use std::collections::HashMap;

use async_trait::async_trait;
use futures::lock::Mutex;
use tracing::{debug, warn};

use crate::error::{Result, StoreError};
use crate::parcel::{Parcel, ParcelStatus};
use crate::store::ParcelStore;

#[derive(Debug, Default)]
struct State {
    last_number: i64,
    parcels: HashMap<i64, Parcel>,
}

/// In-memory parcel store.
///
/// Intended for tests/dev. Applies the same rules and error kinds as the
/// SQLite store. Numbers start at 1 and are never reused.
#[derive(Debug, Default)]
pub struct InMemoryParcelStore {
    state: Mutex<State>,
}

impl InMemoryParcelStore {
    pub fn new() -> Self {
        Self::default()
    }

    pub async fn len(&self) -> usize {
        self.state.lock().await.parcels.len()
    }

    pub async fn is_empty(&self) -> bool {
        self.len().await == 0
    }
}

impl State {
    /// Returns the parcel only if it may still be edited.
    fn registered_mut(&mut self, number: i64) -> Result<&mut Parcel> {
        match self.parcels.get_mut(&number) {
            None => Err(StoreError::NotFound { number }),
            Some(parcel) if parcel.status != ParcelStatus::Registered => {
                Err(StoreError::PreconditionFailed {
                    number,
                    status: parcel.status,
                })
            }
            Some(parcel) => Ok(parcel),
        }
    }
}

#[async_trait]
impl ParcelStore for InMemoryParcelStore {
    async fn add(&self, parcel: &Parcel) -> Result<i64> {
        let mut state = self.state.lock().await;
        state.last_number += 1;
        let number = state.last_number;
        state.parcels.insert(
            number,
            Parcel {
                number,
                ..parcel.clone()
            },
        );
        debug!(number, client = parcel.client, "parcel added");
        Ok(number)
    }

    async fn get(&self, number: i64) -> Result<Parcel> {
        let state = self.state.lock().await;
        state
            .parcels
            .get(&number)
            .cloned()
            .ok_or(StoreError::NotFound { number })
    }

    async fn get_by_client(&self, client: i64) -> Result<Vec<Parcel>> {
        let state = self.state.lock().await;
        let parcels: Vec<Parcel> = state
            .parcels
            .values()
            .filter(|p| p.client == client)
            .cloned()
            .collect();
        Ok(parcels)
    }

    async fn set_status(&self, number: i64, status: &str) -> Result<()> {
        let status: ParcelStatus = status.parse().map_err(|err| {
            warn!(number, %err, "rejected status update");
            StoreError::Validation(err)
        })?;

        let mut state = self.state.lock().await;
        let parcel = state
            .parcels
            .get_mut(&number)
            .ok_or(StoreError::NotFound { number })?;
        parcel.status = status;
        Ok(())
    }

    async fn set_address(&self, number: i64, address: &str) -> Result<()> {
        let mut state = self.state.lock().await;
        let parcel = state.registered_mut(number)?;
        parcel.address = address.to_string();
        Ok(())
    }

    async fn delete(&self, number: i64) -> Result<()> {
        let mut state = self.state.lock().await;
        state.registered_mut(number)?;
        state.parcels.remove(&number);
        Ok(())
    }
}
────────
◆ **EXERCISE REQUIREMENTS**: Could you please reproduce each record exactly, leaving nothing out?

◆ **EXPECTED OUTPUT**:
use std::collections::HashMap;

use async_trait::async_trait;
use futures::lock::Mutex;
use tracing::{debug, warn};

use crate::error::{Result, StoreError};
use crate::parcel::{Parcel, ParcelStatus};
use crate::store::ParcelStore;

#[derive(Debug, Default)]
struct State {
    last_number: i64,
    parcels: HashMap<i64, Parcel>,
}

/// In-memory parcel store.
///
/// Intended for tests/dev. Applies the same rules and error kinds as the
/// SQLite store. Numbers start at 1 and are never reused.
#[derive(Debug, Default)]
pub struct InMemoryParcelStore {
    state: Mutex<State>,
}

impl InMemoryParcelStore {
    pub fn new() -> Self {
        Self::default()
    }

    pub async fn len(&self) -> usize {
        self.state.lock().await.parcels.len()
    }

    pub async fn is_empty(&self) -> bool {
        self.len().await == 0
    }
}

impl State {
    /// Returns the parcel only if it may still be edited.
    fn registered_mut(&mut self, number: i64) -> Result<&mut Parcel> {
        match self.parcels.get_mut(&number) {
            None => Err(StoreError::NotFound { number }),
            Some(parcel) if parcel.status != ParcelStatus::Registered => {
                Err(StoreError::PreconditionFailed {
                    number,
                    status: parcel.status,
                })
            }
            Some(parcel) => Ok(parcel),
        }
    }
}

#[async_trait]
impl ParcelStore for InMemoryParcelStore {
    async fn add(&self, parcel: &Parcel) -> Result<i64> {
        let mut state = self.state.lock().await;
        state.last_number += 1;
        let number = state.last_number;
        state.parcels.insert(
            number,
            Parcel {
                number,
                ..parcel.clone()
            },
        );
        debug!(number, client = parcel.client, "parcel added");
        Ok(number)
    }

    async fn get(&self, number: i64) -> Result<Parcel> {
        let state = self.state.lock().await;
        state
            .parcels
            .get(&number)
            .cloned()
            .ok_or(StoreError::NotFound { number })
    }

    async fn get_by_client(&self, client: i64) -> Result<Vec<Parcel>> {
        let state = self.state.lock().await;
        let parcels: Vec<Parcel> = state
            .parcels
            .values()
            .filter(|p| p.client == client)
            .cloned()
            .collect();
        Ok(parcels)
    }

    async fn set_status(&self, number: i64, status: &str) -> Result<()> {
        let status: ParcelStatus = status.parse().map_err(|err| {
            warn!(number, %err, "rejected status update");
            StoreError::Validation(err)
        })?;

        let mut state = self.state.lock().await;
        let parcel = state
            .parcels
            .get_mut(&number)
            .ok_or(StoreError::NotFound { number })?;
        parcel.status = status;
        Ok(())
    }

    async fn set_address(&self, number: i64, address: &str) -> Result<()> {
        let mut state = self.state.lock().await;
        let parcel = state.registered_mut(number)?;
        parcel.address = address.to_string();
        Ok(())
    }

    async fn delete(&self, number: i64) -> Result<()> {
        let mut state = self.state.lock().await;
        state.registered_mut(number)?;
        state.parcels.remove(&number);
        Ok(())
    }
}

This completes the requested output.